- Work to be completed: Determine how many lines in the records below include the word "input" and output that number alone.

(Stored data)
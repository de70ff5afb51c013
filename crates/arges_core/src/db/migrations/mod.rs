//! Catalog schema migrations.
//!
//! # Responsibility
//! - Register schema steps in strictly increasing order.
//! - Apply every pending step inside one transaction.
//!
//! # Invariants
//! - `version` values must remain monotonic.
//! - The applied version is mirrored to `PRAGMA user_version`.

use crate::db::{DbError, DbResult};
use log::debug;
use rusqlite::Connection;

#[derive(Debug, Clone, Copy)]
struct Migration {
    version: u32,
    sql: &'static str,
}

const MIGRATIONS: &[Migration] = &[
    Migration {
        version: 1,
        sql: include_str!("0001_entities.sql"),
    },
    Migration {
        version: 2,
        sql: include_str!("0002_book_authors.sql"),
    },
];

/// Returns the latest schema version this build knows how to apply.
pub fn latest_version() -> u32 {
    MIGRATIONS.last().map_or(0, |migration| migration.version)
}

/// Brings `conn` up to [`latest_version`].
///
/// # Errors
/// - `UnsupportedSchemaVersion` when the connection reports a newer schema.
/// - `Sqlite` when any migration statement fails; nothing is applied then.
pub fn apply_migrations(conn: &mut Connection) -> DbResult<()> {
    let current = current_user_version(conn)?;
    let latest = latest_version();

    if current > latest {
        return Err(DbError::UnsupportedSchemaVersion {
            db_version: current,
            latest_supported: latest,
        });
    }
    if current == latest {
        return Ok(());
    }

    let tx = conn.transaction()?;
    for migration in MIGRATIONS.iter().filter(|m| m.version > current) {
        tx.execute_batch(migration.sql)?;
        tx.execute_batch(&format!("PRAGMA user_version = {};", migration.version))?;
        debug!(
            "event=db_migrate module=db status=ok version={}",
            migration.version
        );
    }
    tx.commit()?;

    Ok(())
}

fn current_user_version(conn: &Connection) -> DbResult<u32> {
    let version = conn.query_row("PRAGMA user_version;", [], |row| row.get::<_, u32>(0))?;
    Ok(version)
}
use arges_core::DataService;
use std::sync::Arc;
use std::thread;

const WRITERS: usize = 8;
const BOOKS_PER_WRITER: usize = 25;

#[test]
fn concurrent_adds_share_one_new_author() {
    let service = Arc::new(DataService::in_memory().unwrap());

    let handles: Vec<_> = (0..WRITERS)
        .map(|writer| {
            let service = Arc::clone(&service);
            thread::spawn(move || {
                (0..BOOKS_PER_WRITER)
                    .map(|idx| {
                        service
                            .add_book(&format!("w{writer}-b{idx}"), "Shared Author")
                            .unwrap()
                    })
                    .collect::<Vec<_>>()
            })
        })
        .collect();
    let books: Vec<_> = handles
        .into_iter()
        .flat_map(|handle| handle.join().unwrap())
        .collect();

    let authors = service.list_authors().unwrap();
    assert_eq!(authors.len(), 1);
    assert_eq!(books.len(), WRITERS * BOOKS_PER_WRITER);
    assert_eq!(
        service.resolve_books(&authors[0]).unwrap().len(),
        WRITERS * BOOKS_PER_WRITER
    );
    service.verify_integrity().unwrap();
}

#[test]
fn readers_never_observe_a_book_without_its_author() {
    let service = Arc::new(DataService::in_memory().unwrap());

    let writer = {
        let service = Arc::clone(&service);
        thread::spawn(move || {
            for idx in 0..200 {
                let book = service
                    .add_book(&format!("Book {idx}"), &format!("Author {}", idx % 7))
                    .unwrap();
                if idx % 4 == 0 {
                    service.remove_book(book.id).unwrap();
                }
            }
        })
    };

    let readers: Vec<_> = (0..4)
        .map(|_| {
            let service = Arc::clone(&service);
            thread::spawn(move || {
                for _ in 0..50 {
                    service.verify_integrity().unwrap();
                    for book in service.list_books().unwrap() {
                        // A stored book always resolves; losing its author
                        // means it was removed in between.
                        if service.resolve_author(&book).unwrap().is_none() {
                            assert!(!service.list_books().unwrap().contains(&book));
                        }
                    }
                }
            })
        })
        .collect();

    writer.join().unwrap();
    for reader in readers {
        reader.join().unwrap();
    }

    service.verify_integrity().unwrap();
    assert_eq!(service.list_books().unwrap().len(), 150);
    assert_eq!(service.list_authors().unwrap().len(), 7);
}
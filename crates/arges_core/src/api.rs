//! Request boundary for the four catalog operations.
//!
//! # Responsibility
//! - Model `books`, `authors`, `addBook` and `removeBook` requests.
//! - Reject missing mandatory arguments before the service runs.
//! - Resolve nested `author` / `books` fields only when they are selected.
//!
//! # Invariants
//! - A rejected request never reaches the service.
//! - An unselected nested field is omitted from output; a selected author
//!   that cannot be resolved is `null`.
//! - `removeBook` with an id that is not exactly the form `books` returns
//!   matches nothing and returns `null`.

use crate::model::book::{Author, AuthorId, Book, BookId};
use crate::model::id::IdGenerator;
use crate::service::data_service::{DataService, ServiceError, ServiceResult};
use serde::{Deserialize, Serialize};
use serde_json::{Map, Value};
use std::error::Error;
use std::fmt::{Display, Formatter};
use uuid::Uuid;

/// Nested fields requested on a book.
#[derive(Debug, Clone, Default, PartialEq, Eq, Deserialize)]
pub struct BookSelection {
    #[serde(default)]
    pub author: Option<AuthorSelection>,
}

/// Nested fields requested on an author.
#[derive(Debug, Clone, Default, PartialEq, Eq, Deserialize)]
pub struct AuthorSelection {
    #[serde(default)]
    pub books: Option<Box<BookSelection>>,
}

impl BookSelection {
    /// Selects `author` with no further nesting.
    pub fn with_author() -> Self {
        Self {
            author: Some(AuthorSelection::default()),
        }
    }
}

impl AuthorSelection {
    /// Selects `books` with no further nesting.
    pub fn with_books() -> Self {
        Self {
            books: Some(Box::default()),
        }
    }
}

/// One catalog operation as received from a caller.
///
/// Mandatory arguments are optional here so that their absence can be
/// reported instead of failing deserialization.
#[derive(Debug, Clone, PartialEq, Eq, Deserialize)]
#[serde(tag = "op", rename_all = "camelCase")]
pub enum Request {
    Books {
        #[serde(default)]
        select: BookSelection,
    },
    Authors {
        #[serde(default)]
        select: AuthorSelection,
    },
    AddBook {
        title: Option<String>,
        author: Option<String>,
        #[serde(default)]
        select: BookSelection,
    },
    RemoveBook {
        id: Option<String>,
        #[serde(default)]
        select: BookSelection,
    },
}

impl Request {
    /// Parses a JSON request such as `{"op":"addBook","title":"T","author":"A"}`.
    pub fn from_json(input: &str) -> Result<Self, ApiError> {
        serde_json::from_str(input).map_err(|err| ApiError::MalformedRequest(err.to_string()))
    }

    /// Operation name as exposed to callers.
    pub fn operation(&self) -> &'static str {
        match self {
            Self::Books { .. } => "books",
            Self::Authors { .. } => "authors",
            Self::AddBook { .. } => "addBook",
            Self::RemoveBook { .. } => "removeBook",
        }
    }
}

/// Book as returned to callers.
#[derive(Debug, Clone, PartialEq, Eq, Serialize)]
pub struct BookView {
    pub id: BookId,
    pub title: String,
    /// Outer `None`: not selected. `Some(None)`: selected, no author.
    #[serde(skip_serializing_if = "Option::is_none")]
    pub author: Option<Option<Box<AuthorView>>>,
}

/// Author as returned to callers.
#[derive(Debug, Clone, PartialEq, Eq, Serialize)]
pub struct AuthorView {
    pub id: AuthorId,
    pub name: String,
    #[serde(skip_serializing_if = "Option::is_none")]
    pub books: Option<Vec<BookView>>,
}

/// Result of one executed request.
#[derive(Debug, Clone, PartialEq, Eq, Serialize)]
#[serde(untagged)]
pub enum Response {
    Books(Vec<BookView>),
    Authors(Vec<AuthorView>),
    AddBook(Option<BookView>),
    RemoveBook(Option<BookView>),
}

impl Response {
    pub fn operation(&self) -> &'static str {
        match self {
            Self::Books(_) => "books",
            Self::Authors(_) => "authors",
            Self::AddBook(_) => "addBook",
            Self::RemoveBook(_) => "removeBook",
        }
    }

    /// Wraps the payload under its operation name, e.g. `{"books": [...]}`.
    pub fn to_json(&self) -> serde_json::Result<Value> {
        let mut data = Map::new();
        data.insert(self.operation().to_string(), serde_json::to_value(self)?);
        Ok(Value::Object(data))
    }
}

/// Errors surfaced by [`execute`].
#[derive(Debug)]
pub enum ApiError {
    /// Request text is not a valid request document.
    MalformedRequest(String),
    /// A mandatory argument was not supplied.
    MissingArgument {
        operation: &'static str,
        argument: &'static str,
    },
    /// The service failed while executing a valid request.
    Service(ServiceError),
}

impl Display for ApiError {
    fn fmt(&self, f: &mut Formatter<'_>) -> std::fmt::Result {
        match self {
            Self::MalformedRequest(details) => write!(f, "malformed request: {details}"),
            Self::MissingArgument {
                operation,
                argument,
            } => write!(
                f,
                "missing required argument `{argument}` for `{operation}`"
            ),
            Self::Service(err) => write!(f, "{err}"),
        }
    }
}

impl Error for ApiError {
    fn source(&self) -> Option<&(dyn Error + 'static)> {
        match self {
            Self::Service(err) => Some(err),
            _ => None,
        }
    }
}

impl From<ServiceError> for ApiError {
    fn from(value: ServiceError) -> Self {
        Self::Service(value)
    }
}

/// Validates `request` and runs it against `service`.
pub fn execute<G: IdGenerator>(
    service: &DataService<G>,
    request: Request,
) -> Result<Response, ApiError> {
    match request {
        Request::Books { select } => {
            let views = service
                .list_books()?
                .into_iter()
                .map(|book| book_view(service, book, &select))
                .collect::<ServiceResult<Vec<_>>>()?;
            Ok(Response::Books(views))
        }
        Request::Authors { select } => {
            let views = service
                .list_authors()?
                .into_iter()
                .map(|author| author_view(service, author, &select))
                .collect::<ServiceResult<Vec<_>>>()?;
            Ok(Response::Authors(views))
        }
        Request::AddBook {
            title,
            author,
            select,
        } => {
            let title = require("addBook", "title", title)?;
            let author = require("addBook", "author", author)?;
            let book = service.add_book(&title, &author)?;
            Ok(Response::AddBook(Some(book_view(service, book, &select)?)))
        }
        Request::RemoveBook { id, select } => {
            let id = require("removeBook", "id", id)?;
            let Some(book_id) = parse_book_id(&id) else {
                return Ok(Response::RemoveBook(None));
            };
            let removed = service
                .remove_book(book_id)?
                .map(|book| book_view(service, book, &select))
                .transpose()?;
            Ok(Response::RemoveBook(removed))
        }
    }
}

// Only the canonical spelling returned by `books` names a book; other
// spellings `Uuid::parse_str` accepts (simple, braced, urn, uppercase) match
// nothing.
fn parse_book_id(id: &str) -> Option<BookId> {
    let book_id = Uuid::parse_str(id).ok()?;
    (book_id.hyphenated().to_string() == id).then_some(book_id)
}

fn require(
    operation: &'static str,
    argument: &'static str,
    value: Option<String>,
) -> Result<String, ApiError> {
    value.ok_or(ApiError::MissingArgument {
        operation,
        argument,
    })
}

fn book_view<G: IdGenerator>(
    service: &DataService<G>,
    book: Book,
    select: &BookSelection,
) -> ServiceResult<BookView> {
    let author = match &select.author {
        Some(author_select) => Some(
            service
                .resolve_author(&book)?
                .map(|author| author_view(service, author, author_select).map(Box::new))
                .transpose()?,
        ),
        None => None,
    };
    Ok(BookView {
        id: book.id,
        title: book.title,
        author,
    })
}

fn author_view<G: IdGenerator>(
    service: &DataService<G>,
    author: Author,
    select: &AuthorSelection,
) -> ServiceResult<AuthorView> {
    let books = match &select.books {
        Some(book_select) => Some(
            service
                .resolve_books(&author)?
                .into_iter()
                .map(|book| book_view(service, book, book_select))
                .collect::<ServiceResult<Vec<_>>>()?,
        ),
        None => None,
    };
    Ok(AuthorView {
        id: author.id,
        name: author.name,
        books,
    })
}
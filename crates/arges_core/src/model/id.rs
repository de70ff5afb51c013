//! Entity identifiers and their generators.
//!
//! # Responsibility
//! - Define the opaque identifier shared by books and authors.
//! - Provide the generator seam used when the store creates entities.
//!
//! # Invariants
//! - Generated identifiers are never nil and never repeat within one
//!   generator instance.

use std::sync::atomic::{AtomicU64, Ordering};
use uuid::Uuid;

/// Opaque, globally unique identifier for every stored entity.
pub type EntityId = Uuid;

/// Source of fresh entity identifiers.
///
/// Implementations must be safe to share between threads because the
/// service that owns them is.
pub trait IdGenerator: Send + Sync {
    /// Returns an identifier that has not been handed out before.
    fn next_id(&self) -> EntityId;
}

/// Production generator backed by random (v4) UUIDs.
#[derive(Debug, Clone, Copy, Default)]
pub struct UuidGenerator;

impl IdGenerator for UuidGenerator {
    fn next_id(&self) -> EntityId {
        Uuid::new_v4()
    }
}

/// Deterministic generator yielding `Uuid::from_u128(1)`, `(2)`, ...
///
/// Used by tests and reproducible demos where ids must be predictable.
#[derive(Debug, Default)]
pub struct SequentialIdGenerator {
    last: AtomicU64,
}

impl SequentialIdGenerator {
    pub fn new() -> Self {
        Self::default()
    }
}

impl IdGenerator for SequentialIdGenerator {
    fn next_id(&self) -> EntityId {
        let next = self.last.fetch_add(1, Ordering::Relaxed) + 1;
        Uuid::from_u128(u128::from(next))
    }
}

- Completed task: 2